Investing Overseas: The Hong Kong Property Market

Zak Goldberg  |

Image: Free-Photos, Pixabay

The property market has always been hugely popular when it comes to investment. It's an asset-backed way to ensure your money is mostly safe, and whether you’re renting or selling, there's the promise of eventual real returns.

However, it was recently reported that due to Brexit, the forecast for house prices in the UK has been heavily downgraded

Because of this, it could be a worrying time for those looking to invest in property. While this could be a problem in the UK, it could be a good time to consider investing abroad. If you happen to have concerns in regards to this, there are a number of companies out there who provide advice and support on buying, selling, and leasing commercial real estate.

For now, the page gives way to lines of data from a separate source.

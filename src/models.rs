use std::sync::Arc;

use crate::config::Config;
use crate::context::ContextAssembler;
use crate::llm::{DeepSeekAdapter, LLMAdapter};
use crate::session::{SessionState, SharedSession};

#[derive(Clone)]
pub struct AppState {
    pub config: Config,
    pub session: SharedSession,
    pub assembler: ContextAssembler,
    pub llm: Arc<dyn LLMAdapter>,
}

impl AppState {
    /// Build the state with the DeepSeek adapter configured from `config.llm`
    pub fn new(config: Config) -> anyhow::Result<Self> {
        let llm = Arc::new(DeepSeekAdapter::new(&config.llm)?);
        Ok(Self::with_adapter(config, llm))
    }

    /// Build the state around an arbitrary adapter
    pub fn with_adapter(config: Config, llm: Arc<dyn LLMAdapter>) -> Self {
        Self {
            assembler: ContextAssembler::new(&config.context),
            session: SessionState::shared(),
            config,
            llm,
        }
    }
}

// API Request/Response types

#[derive(Debug, Default, serde::Deserialize)]
pub struct AskRequest {
    #[serde(default)]
    pub question: String,
}

#[derive(Debug, serde::Serialize)]
pub struct AskResponse {
    pub answer: String,
}

#[derive(Debug, serde::Serialize)]
pub struct UploadResponse {
    pub message: String,
    /// First characters of the extracted text
    pub preview: String,
}

#[derive(Debug, serde::Serialize)]
pub struct HealthResponse {
    pub status: String,
    pub timestamp: String,
    pub document_loaded: bool,
    pub history_len: usize,
    pub model: String,
}
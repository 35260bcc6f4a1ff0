//! API Routes
//!
//! This module organizes all HTTP endpoints for the application:
//! - `/upload` - PDF upload and text extraction
//! - `/ask` - Questions about the uploaded PDF
//! - `/api/health` - Health checks
//! - `/` - Static file serving (frontend), also the fallback for unknown paths

pub mod ask;
pub mod health;
pub mod static_files;
pub mod upload;

use axum::Router;
use tower_http::trace::TraceLayer;
use tracing::info;

use crate::middleware::cors_layer;
use crate::models::AppState;

/// Create the main application router
pub fn create_router(state: AppState) -> Router {
    info!("Creating application router");

    let static_dir = state.config.server.static_dir.clone();

    let api_router = Router::new()
        .merge(upload::router(state.clone()))
        .merge(ask::router(state.clone()))
        .merge(health::router(state));

    // API routes take precedence over static files
    Router::new()
        .merge(api_router)
        .merge(static_files::router(&static_dir))
        .layer(cors_layer())
        .layer(TraceLayer::new_for_http())
}
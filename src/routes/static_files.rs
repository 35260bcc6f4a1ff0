//! Static File Serving
//!
//! Serves the single page front-end from the configured static directory.
//! Any path that matches neither an API route nor a file falls back to
//! `index.html` so client-side routing keeps working.

use axum::{
    handler::HandlerWithoutStateExt,
    http::{header, StatusCode},
    response::{IntoResponse, Response},
    routing::get,
    Router,
};
use std::path::{Path, PathBuf};
use tower_http::services::ServeDir;
use tracing::{info, warn};

/// Create router for serving static files
pub fn router(static_dir: &Path) -> Router {
    if static_dir.is_dir() {
        info!(path = %static_dir.display(), "Serving static files");
    } else {
        warn!(path = %static_dir.display(), "Static files directory not found, serving placeholder page");
    }

    let index_path = static_dir.join("index.html");
    let index = move || serve_index(index_path.clone());

    let serve_dir = ServeDir::new(static_dir)
        .append_index_html_on_directories(true)
        .call_fallback_on_method_not_allowed(true)
        .fallback(index.clone().into_service());

    Router::new()
        .route("/", get(index))
        .fallback_service(serve_dir)
}

/// Serve the index page, or a placeholder if the front-end is missing
async fn serve_index(path: PathBuf) -> Response {
    match tokio::fs::read_to_string(&path).await {
        Ok(content) => (
            StatusCode::OK,
            [(header::CONTENT_TYPE, "text/html; charset=utf-8")],
            content,
        )
            .into_response(),
        Err(e) => {
            warn!(path = %path.display(), error = %e, "index.html not readable");
            (
                StatusCode::OK,
                [(header::CONTENT_TYPE, "text/html; charset=utf-8")],
                FALLBACK_HTML,
            )
                .into_response()
        }
    }
}

const FALLBACK_HTML: &str = r#"<!DOCTYPE html>
<html lang="en">
<head>
    <meta charset="UTF-8">
    <title>Oxidized Reader - API Server</title>
</head>
<body>
    <h1>Oxidized Reader</h1>
    <p>The API server is running, but no front-end was found in the static directory.</p>
    <ul>
        <li><code>POST /upload</code> - multipart form with a <code>file</code> field holding a PDF</li>
        <li><code>POST /ask</code> - JSON body <code>{"question": "..."}</code></li>
        <li><code>GET /api/health</code> - health check</li>
    </ul>
</body>
</html>"#;
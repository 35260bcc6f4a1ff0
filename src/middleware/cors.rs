// CORS configuration
// The front-end may be served from another origin during development, so
// every origin is accepted.

use tower_http::cors::{Any, CorsLayer};

pub fn cors_layer() -> CorsLayer {
    CorsLayer::new()
        .allow_origin(Any)
        .allow_methods(Any)
        .allow_headers(Any)
}
use anyhow::Result;
use serde::Deserialize;
use std::env;
use std::path::PathBuf;

pub const DEFAULT_API_BASE: &str = "https://api.deepseek.com";
pub const DEFAULT_MODEL: &str = "deepseek-chat";

#[derive(Debug, Clone, Default, Deserialize)]
pub struct Config {
    pub server: ServerConfig,
    pub llm: LLMConfig,
    pub context: ContextConfig,
}

#[derive(Debug, Clone, Deserialize)]
pub struct ServerConfig {
    pub port: u16,
    pub host: String,
    pub static_dir: PathBuf,
    pub max_upload_bytes: usize,
}

#[derive(Clone, Deserialize)]
pub struct LLMConfig {
    /// Bearer credential for the chat API. `None` is only reported when a
    /// question is asked.
    pub api_key: Option<String>,
    pub api_base: String,
    pub model: String,
    pub timeout_secs: u64,
}

// Keep the credential out of `info!("{:?}", config)`.
impl std::fmt::Debug for LLMConfig {
    fn fmt(&self, f: &mut std::fmt::Formatter<'_>) -> std::fmt::Result {
        f.debug_struct("LLMConfig")
            .field("api_key", &self.api_key.as_ref().map(|_| "***"))
            .field("api_base", &self.api_base)
            .field("model", &self.model)
            .field("timeout_secs", &self.timeout_secs)
            .finish()
    }
}

#[derive(Debug, Clone, Deserialize)]
pub struct ContextConfig {
    /// Character budget for the document text embedded in each request.
    pub max_context_chars: usize,
    /// Optional cap on the number of history entries replayed to the model.
    /// Unset means the whole conversation is sent.
    pub max_history_messages: Option<usize>,
}

impl Default for ServerConfig {
    fn default() -> Self {
        Self {
            port: 5000,
            host: "0.0.0.0".to_string(),
            static_dir: PathBuf::from("static"),
            max_upload_bytes: 25 * 1024 * 1024,
        }
    }
}

impl Default for LLMConfig {
    fn default() -> Self {
        Self {
            api_key: None,
            api_base: DEFAULT_API_BASE.to_string(),
            model: DEFAULT_MODEL.to_string(),
            timeout_secs: 60,
        }
    }
}

impl Default for ContextConfig {
    fn default() -> Self {
        Self {
            max_context_chars: 8000,
            max_history_messages: None,
        }
    }
}

impl Config {
    pub fn from_env() -> Result<Self> {
        dotenvy::dotenv().ok();

        Self::from_lookup(|key| env::var(key).ok())
    }

    /// Build the configuration from any key/value source, falling back to the
    /// defaults for missing keys.
    pub fn from_lookup(get: impl Fn(&str) -> Option<String>) -> Result<Self> {
        let defaults = Self::default();

        Ok(Self {
            server: ServerConfig {
                port: get("PORT")
                    .unwrap_or_else(|| defaults.server.port.to_string())
                    .parse()?,
                host: get("HOST").unwrap_or(defaults.server.host),
                static_dir: get("STATIC_DIR")
                    .map(PathBuf::from)
                    .unwrap_or(defaults.server.static_dir),
                max_upload_bytes: get("MAX_UPLOAD_BYTES")
                    .unwrap_or_else(|| defaults.server.max_upload_bytes.to_string())
                    .parse()?,
            },
            llm: LLMConfig {
                api_key: get("DEEPSEEK_API_KEY").filter(|key| !key.trim().is_empty()),
                api_base: get("DEEPSEEK_API_BASE").unwrap_or(defaults.llm.api_base),
                model: get("DEEPSEEK_MODEL").unwrap_or(defaults.llm.model),
                timeout_secs: get("LLM_TIMEOUT_SECS")
                    .unwrap_or_else(|| defaults.llm.timeout_secs.to_string())
                    .parse()?,
            },
            context: ContextConfig {
                max_context_chars: get("MAX_CONTEXT_CHARS")
                    .unwrap_or_else(|| defaults.context.max_context_chars.to_string())
                    .parse()?,
                max_history_messages: get("MAX_HISTORY_MESSAGES")
                    .map(|v| v.parse())
                    .transpose()?,
            },
        })
    }
}
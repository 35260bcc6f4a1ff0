use axum::{extract::State, routing::get, Json, Router};

use crate::models::{AppState, HealthResponse};

pub fn router(state: AppState) -> Router {
    Router::new()
        .route("/api/health", get(health_check))
        .with_state(state)
}

async fn health_check(State(state): State<AppState>) -> Json<HealthResponse> {
    let session = state.session.read().await;

    Json(HealthResponse {
        status: "ok".to_string(),
        timestamp: chrono::Utc::now().to_rfc3339(),
        document_loaded: session.has_document(),
        history_len: session.history().len(),
        model: state.llm.model().to_string(),
    })
}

With this in mind, a great place to consider when investing overseas is Hong Kong.

Hong Kong Property Market

Just last year it was reported that Hong Kong was going through quite a significant property boom. This had seen the construction of residential property rise alongside the quick acceleration of property prices.

In fact, the property price index had increased to 15.5% in January 2018, which was an 11% increase year-on-year. This was no surprise, as the property market has been growing and growing in Hong Kong. If you look at the figures, 2017 saw a growth of 14.83%, significantly higher than 7.86% in 2016 and 2.41% in 2015. In fact, house prices have tripled between 2003 and 2015.

When you break it down into types of property, you can see exactly where the increases are coming from.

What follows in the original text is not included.